- [Problem]: From the first line through the line containing "no conversation history", transcribe the records exactly and include no other lines.

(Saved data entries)

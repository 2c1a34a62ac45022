//! AI Provider Port - Interface for the generative-text service.
//!
//! Symptom decoding and technique explanations both go through this port,
//! so the application never couples to a specific vendor API.
//!
//! # Design
//!
//! - One prompt in, one text out; no conversation history
//! - Optional JSON response schema for structured answers
//! - Error types for common failure modes (rate limits, auth, parse, etc.)
//!
//! # Example
//!
//! ```ignore
//! use async_trait::async_trait;
//!
//! struct EchoProvider;
//!
//! #[async_trait]
//! impl AIProvider for EchoProvider {
//!     async fn complete(&self, request: CompletionRequest) -> Result<CompletionResponse, AIError> {
//!         Ok(CompletionResponse::new(request.prompt, "echo"))
//!     }
//!     // ... other methods
//! }
//! ```

use async_trait::async_trait;
use serde::{Deserialize, Serialize};
use serde_json::Value;
use uuid::Uuid;

/// Port for generative-text interactions.
///
/// Implementations connect to external AI services and translate between
/// the provider-specific API and these types.
#[async_trait]
pub trait AIProvider: Send + Sync {
    /// Generate a single completion.
    async fn complete(&self, request: CompletionRequest) -> Result<CompletionResponse, AIError>;

    /// Get provider information (name, model).
    fn provider_info(&self) -> ProviderInfo;
}

/// Request for AI completion.
#[derive(Debug, Clone)]
pub struct CompletionRequest {
    /// The full prompt text.
    pub prompt: String,
    /// Temperature for response randomness (0.0 = deterministic, 1.0+ = creative).
    pub temperature: Option<f32>,
    /// Expected response shape.
    pub response_format: ResponseFormat,
    /// Trace ID correlating logs of one user action.
    pub trace_id: String,
}

impl CompletionRequest {
    /// Creates a plain-text request with a fresh trace id.
    pub fn new(prompt: impl Into<String>) -> Self {
        Self {
            prompt: prompt.into(),
            temperature: None,
            response_format: ResponseFormat::Text,
            trace_id: Uuid::new_v4().to_string(),
        }
    }

    /// Sets the temperature.
    pub fn with_temperature(mut self, temp: f32) -> Self {
        self.temperature = Some(temp);
        self
    }

    /// Asks for a JSON answer conforming to `schema`.
    pub fn with_json_schema(mut self, schema: Value) -> Self {
        self.response_format = ResponseFormat::Json { schema };
        self
    }

    /// Overrides the trace id.
    pub fn with_trace_id(mut self, trace_id: impl Into<String>) -> Self {
        self.trace_id = trace_id.into();
        self
    }
}

/// Shape of the answer the caller expects.
#[derive(Debug, Clone, PartialEq)]
pub enum ResponseFormat {
    /// Free text.
    Text,
    /// A JSON document matching the schema.
    Json { schema: Value },
}

impl ResponseFormat {
    pub fn is_json(&self) -> bool {
        matches!(self, ResponseFormat::Json { .. })
    }
}

/// Response from AI completion.
#[derive(Debug, Clone)]
pub struct CompletionResponse {
    /// Generated content.
    pub content: String,
    /// Model that generated the response.
    pub model: String,
    /// Why the model stopped generating.
    pub finish_reason: FinishReason,
}

impl CompletionResponse {
    pub fn new(content: impl Into<String>, model: impl Into<String>) -> Self {
        Self {
            content: content.into(),
            model: model.into(),
            finish_reason: FinishReason::Stop,
        }
    }
}

/// Reason the model stopped generating.
#[derive(Debug, Clone, Copy, PartialEq, Eq, Hash, Serialize, Deserialize)]
#[serde(rename_all = "snake_case")]
pub enum FinishReason {
    /// Natural stop (end of response).
    Stop,
    /// Hit the output token limit.
    Length,
    /// Content was filtered for safety.
    ContentFilter,
}

/// Provider information.
#[derive(Debug, Clone, Serialize, Deserialize)]
pub struct ProviderInfo {
    /// Provider name (e.g., "gemini").
    pub name: String,
    /// Model identifier (e.g., "gemini-2.5-flash").
    pub model: String,
}

impl ProviderInfo {
    pub fn new(name: impl Into<String>, model: impl Into<String>) -> Self {
        Self {
            name: name.into(),
            model: model.into(),
        }
    }
}

/// AI provider errors.
#[derive(Debug, thiserror::Error)]
pub enum AIError {
    /// Rate limited by provider.
    #[error("rate limited: retry after {retry_after_secs}s")]
    RateLimited {
        /// Seconds until retry is allowed.
        retry_after_secs: u32,
    },

    /// Content was filtered for safety.
    #[error("content filtered: {reason}")]
    ContentFiltered {
        /// Reason for filtering.
        reason: String,
    },

    /// Provider is unavailable.
    #[error("provider unavailable: {message}")]
    Unavailable {
        /// Error details.
        message: String,
    },

    /// API key or authentication failed.
    #[error("authentication failed")]
    AuthenticationFailed,

    /// Network error during request.
    #[error("network error: {0}")]
    Network(String),

    /// Failed to parse provider response.
    #[error("parse error: {0}")]
    Parse(String),

    /// Invalid request configuration.
    #[error("invalid request: {0}")]
    InvalidRequest(String),

    /// Request timed out.
    #[error("request timed out after {timeout_secs}s")]
    Timeout {
        /// Configured timeout.
        timeout_secs: u32,
    },
}

impl AIError {
    /// Creates a rate limited error.
    pub fn rate_limited(retry_after_secs: u32) -> Self {
        Self::RateLimited { retry_after_secs }
    }

    /// Creates a content filtered error.
    pub fn content_filtered(reason: impl Into<String>) -> Self {
        Self::ContentFiltered {
            reason: reason.into(),
        }
    }

    /// Creates an unavailable error.
    pub fn unavailable(message: impl Into<String>) -> Self {
        Self::Unavailable {
            message: message.into(),
        }
    }

    /// Creates a network error.
    pub fn network(message: impl Into<String>) -> Self {
        Self::Network(message.into())
    }

    /// Creates a parse error.
    pub fn parse(message: impl Into<String>) -> Self {
        Self::Parse(message.into())
    }
}

#[cfg(test)]
mod tests {
    use super::*;
    use serde_json::json;

    #[test]
    fn completion_request_builder_works() {
        let request = CompletionRequest::new("Explain anchoring")
            .with_temperature(0.7)
            .with_trace_id("trace-123");

        assert_eq!(request.prompt, "Explain anchoring");
        assert_eq!(request.temperature, Some(0.7));
        assert_eq!(request.response_format, ResponseFormat::Text);
        assert_eq!(request.trace_id, "trace-123");
    }

    #[test]
    fn json_schema_switches_format() {
        let request = CompletionRequest::new("x").with_json_schema(json!({"type": "OBJECT"}));
        assert!(request.response_format.is_json());
    }

    #[test]
    fn new_requests_get_distinct_trace_ids() {
        let a = CompletionRequest::new("x");
        let b = CompletionRequest::new("x");
        assert_ne!(a.trace_id, b.trace_id);
    }

    #[test]
    fn finish_reason_serializes_snake_case() {
        let json = serde_json::to_string(&FinishReason::ContentFilter).unwrap();
        assert_eq!(json, "\"content_filter\"");
    }

    #[test]
    fn ai_error_displays_correctly() {
        assert_eq!(
            AIError::rate_limited(30).to_string(),
            "rate limited: retry after 30s"
        );
        assert_eq!(
            AIError::Timeout { timeout_secs: 60 }.to_string(),
            "request timed out after 60s"
        );
        assert_eq!(AIError::AuthenticationFailed.to_string(), "authentication failed");
    }
}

- [Output of the task]:
repository 2c1a34a62ac45022
//! AI Provider Port - Interface for the generative-text service.
//!
//! Symptom decoding and technique explanations both go through this port,
//! so the application never couples to a specific vendor API.
//!
//! # Design
//!
//! - One prompt in, one text out; no conversation history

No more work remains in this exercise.